Increased Expression of Myo-inositol Oxygenase is Involved in the Tubulointerstitial Injury of Diabetic Nephropathy

Abstract

Myo-inositol oxygenase (MIOX) catalyzes the oxidative cleavage of myo-inositol (MI) to give D-glucuronic acid, a committed step in MI catabolism. Previous studies have shown that increased mRNA and protein levels of MIOX in the cortex of the kidney in diabetic mice. The implication of MIOX expression in diabetic nephropathy, however, has not been revealed. In the present study, we demonstrate for the first time that the expression of MIOX was increased at both the mRNA and protein levels in the kidney of rats with diabetic nephropathy. In addition, alpha-smooth muscle actin (alpha-SMA) and fibronectin levels were increased and E-cadherin levels decreased in the same diabetic kidneys.
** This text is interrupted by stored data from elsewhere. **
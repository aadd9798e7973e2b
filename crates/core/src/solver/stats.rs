//! Exploitability, expected value and regret statistics.
//!
//! All of these evaluate a finished strategy over a bounded breadth-first
//! tree from the initial state. The tree is recovered from the strategy's
//! node count: breadth-first unrolls of increasing depth form a prefix
//! chain, so the node count identifies the depth unambiguously.

use std::io;
use std::sync::Arc;

use crate::Pair;
use crate::error::SolverError;
use crate::game::Game;
use crate::net::ValueNet;
use crate::probability::initial_beliefs;
use crate::solver::br::BestResponseSolver;
use crate::solver::traverser::TreeTraverser;
use crate::solver::TreeStrategy;
use crate::tree::{Tree, children_actions, unroll_tree};

/// Deepest tree [`tree_for_strategy`] will try to reconstruct.
const MAX_INFERRED_DEPTH: usize = 64;

/// Recover the breadth-first tree a strategy was computed on from its node
/// count.
fn tree_for_strategy(game: &Game, num_nodes: usize) -> Result<Tree, SolverError> {
    let root = game.initial_state();
    for depth in 0..=MAX_INFERRED_DEPTH {
        let tree = unroll_tree(game, &root, depth);
        if tree.len() == num_nodes {
            return Ok(tree);
        }
        if tree.len() > num_nodes {
            break;
        }
    }
    Err(SolverError::Config(format!(
        "strategy with {num_nodes} nodes does not match any breadth-first unroll from the root"
    )))
}

/// Per-player exploitability of `strategy`: the mean best-response value
/// over hands, for each traverser, from uniform beliefs.
///
/// # Errors
///
/// Configuration errors when the strategy does not cover a root-based tree,
/// or when the tree has truncated leaves and no evaluator was supplied.
#[allow(clippy::cast_precision_loss)]
pub fn compute_exploitability2(
    game: &Game,
    strategy: &TreeStrategy,
    value_net: Option<Arc<dyn ValueNet>>,
) -> Result<Pair<f64>, SolverError> {
    let tree = Arc::new(tree_for_strategy(game, strategy.num_nodes())?);
    let beliefs = initial_beliefs(game);
    let mut solver = BestResponseSolver::new(*game, tree, value_net)?;

    let values0 = solver.compute_br(0, strategy, &beliefs)?;
    let values1 = solver.compute_br(1, strategy, &beliefs)?;
    let mean = |values: &[f64]| values.iter().sum::<f64>() / values.len() as f64;
    Ok([mean(&values0), mean(&values1)])
}

/// Mean of the two per-player exploitabilities. Zero iff `strategy` is a
/// Nash equilibrium of the (bounded) game.
///
/// # Errors
///
/// Same contract as [`compute_exploitability2`].
pub fn compute_exploitability(
    game: &Game,
    strategy: &TreeStrategy,
    value_net: Option<Arc<dyn ValueNet>>,
) -> Result<f64, SolverError> {
    let values = compute_exploitability2(game, strategy, value_net)?;
    Ok((values[0] + values[1]) / 2.0)
}

/// Expected value per hand for player 0 when player 0 plays `strategy0` and
/// player 1 plays `strategy1`, from uniform beliefs.
///
/// # Errors
///
/// Configuration errors as for [`compute_exploitability2`].
pub fn compute_ev(
    game: &Game,
    strategy0: &TreeStrategy,
    strategy1: &TreeStrategy,
    value_net: Option<Arc<dyn ValueNet>>,
) -> Result<Vec<f64>, SolverError> {
    assert_eq!(strategy0.num_nodes(), strategy1.num_nodes());
    let tree = Arc::new(tree_for_strategy(game, strategy0.num_nodes())?);
    let beliefs = initial_beliefs(game);

    let mut traverser = TreeTraverser::new(*game, tree.clone(), value_net)?;
    traverser.precompute_reaches_for(strategy0, &beliefs[0], 0);
    traverser.precompute_reaches_for(strategy1, &beliefs[1], 1);
    traverser.precompute_all_leaf_values(0)?;

    let num_hands = game.num_hands();
    for node_id in (0..tree.len()).rev() {
        let node = &tree[node_id];
        if node.is_leaf() {
            continue;
        }
        let mut value = vec![0.0; num_hands];
        if Game::active_player(&node.state) == 0 {
            for (child, action) in children_actions(game, node) {
                let child_values = &traverser.traverser_values[child];
                for (hand, slot) in value.iter_mut().enumerate() {
                    *slot += strategy0.row(node_id, hand)[action] * child_values[hand];
                }
            }
        } else {
            for child in node.children() {
                let child_values = &traverser.traverser_values[child];
                for (slot, &v) in value.iter_mut().zip(child_values) {
                    *slot += v;
                }
            }
        }
        traverser.traverser_values[node_id] = value;
    }
    Ok(traverser.traverser_values[0].clone())
}

/// Expected value for both players under the profile `(strategy0,
/// strategy1)`, averaged over hands.
///
/// # Errors
///
/// Same contract as [`compute_ev`].
#[allow(clippy::cast_precision_loss)]
pub fn compute_ev2(
    game: &Game,
    strategy0: &TreeStrategy,
    strategy1: &TreeStrategy,
    value_net: Option<Arc<dyn ValueNet>>,
) -> Result<Pair<f64>, SolverError> {
    let mean = |values: Vec<f64>| values.iter().sum::<f64>() / values.len() as f64;
    let ev0 = mean(compute_ev(game, strategy0, strategy1, value_net.clone())?);
    let ev1 = -mean(compute_ev(game, strategy1, strategy0, value_net)?);
    Ok([ev0, ev1])
}

/// Immediate counterfactual regret per node and hand, averaged over a set of
/// strategies: the best single-action deviation value against the strategy
/// mixture.
///
/// # Errors
///
/// Configuration errors as for [`compute_exploitability2`].
///
/// # Panics
///
/// Panics when `strategies` is empty.
#[allow(clippy::cast_precision_loss)]
pub fn compute_immediate_regrets(
    game: &Game,
    strategies: &[TreeStrategy],
    value_net: Option<Arc<dyn ValueNet>>,
) -> Result<Vec<Vec<f64>>, SolverError> {
    assert!(!strategies.is_empty(), "need at least one strategy");
    let tree = Arc::new(tree_for_strategy(game, strategies[0].num_nodes())?);
    let uniform = initial_beliefs(game);
    let num_hands = game.num_hands();

    let mut traverser = TreeTraverser::new(*game, tree.clone(), value_net)?;
    let mut regrets = TreeStrategy::zeros(tree.len(), num_hands, game.num_actions());

    for strategy in strategies {
        traverser.precompute_reaches(strategy, &uniform);
        for player in 0..2 {
            traverser.precompute_all_leaf_values(player)?;
            for node_id in (0..tree.len()).rev() {
                let node = &tree[node_id];
                if node.is_leaf() {
                    continue;
                }
                let mut value = vec![0.0; num_hands];
                if Game::active_player(&node.state) == player {
                    for (child, action) in children_actions(game, node) {
                        let child_values = &traverser.traverser_values[child];
                        for hand in 0..num_hands {
                            regrets.row_mut(node_id, hand)[action] += child_values[hand];
                            value[hand] += child_values[hand] * strategy.row(node_id, hand)[action];
                        }
                    }
                    let range = game.legal_action_range(&node.state);
                    for (hand, &node_value) in value.iter().enumerate() {
                        for regret in &mut regrets.row_mut(node_id, hand)[range.clone()] {
                            *regret -= node_value;
                        }
                    }
                } else {
                    for child in node.children() {
                        let child_values = &traverser.traverser_values[child];
                        for (slot, &v) in value.iter_mut().zip(child_values) {
                            *slot += v;
                        }
                    }
                }
                traverser.traverser_values[node_id] = value;
            }
        }
    }

    let scale = strategies.len() as f64;
    let mut immediate = vec![vec![0.0; num_hands]; tree.len()];
    for (node_id, node) in tree.iter().enumerate() {
        if node.is_leaf() {
            continue;
        }
        for (hand, slot) in immediate[node_id].iter_mut().enumerate() {
            let best = regrets
                .row(node_id, hand)
                .iter()
                .copied()
                .fold(f64::NEG_INFINITY, f64::max);
            *slot = best / scale;
        }
    }
    Ok(immediate)
}

/// Dump a strategy's per-hand action probabilities, one node per line.
///
/// # Errors
///
/// Propagates writer failures.
pub fn write_strategy(
    game: &Game,
    tree: &Tree,
    strategy: &TreeStrategy,
    writer: &mut impl io::Write,
) -> io::Result<()> {
    assert_eq!(tree.len(), strategy.num_nodes());
    writeln!(writer, "strategies per node")?;
    for (node_id, node) in tree.iter().enumerate() {
        if node.is_leaf() {
            continue;
        }
        write!(writer, "node={node_id}\t{}", game.state_string(&node.state))?;
        for hand in 0..strategy.num_hands() {
            write!(writer, "| hand={hand} ")?;
            for probability in strategy.row(node_id, hand) {
                write!(writer, "{probability:.2} ")?;
            }
        }
        writeln!(writer)?;
    }
    Ok(())
}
In vitro, studies have shown that high concentrations of glucose significantly increased MIOX secretion in rat renal tubular epithelial cells NRK-52E in a dose-dependent manner, suggesting that hyperglycemia is a direct cause of the MIOX increase in the kidney. With respect to the function of MIOX, we have shown that overexpression of MIOX induces greater levels of alpha-SMA, increased fibronectin expression, and lower levels of E-cadherin expression relative to normal NRK-52E cells. The blockade of MIOX by antisense oligonucleotide (ODN) inhibits high glucose-induced production of alpha-SMA and fibronectin in normal NRK-52E cells. This suggests that increased expression of MIOX in diabetic kidneys may contribute to tubulointerstitial injury and the development of diabetic nephropathy.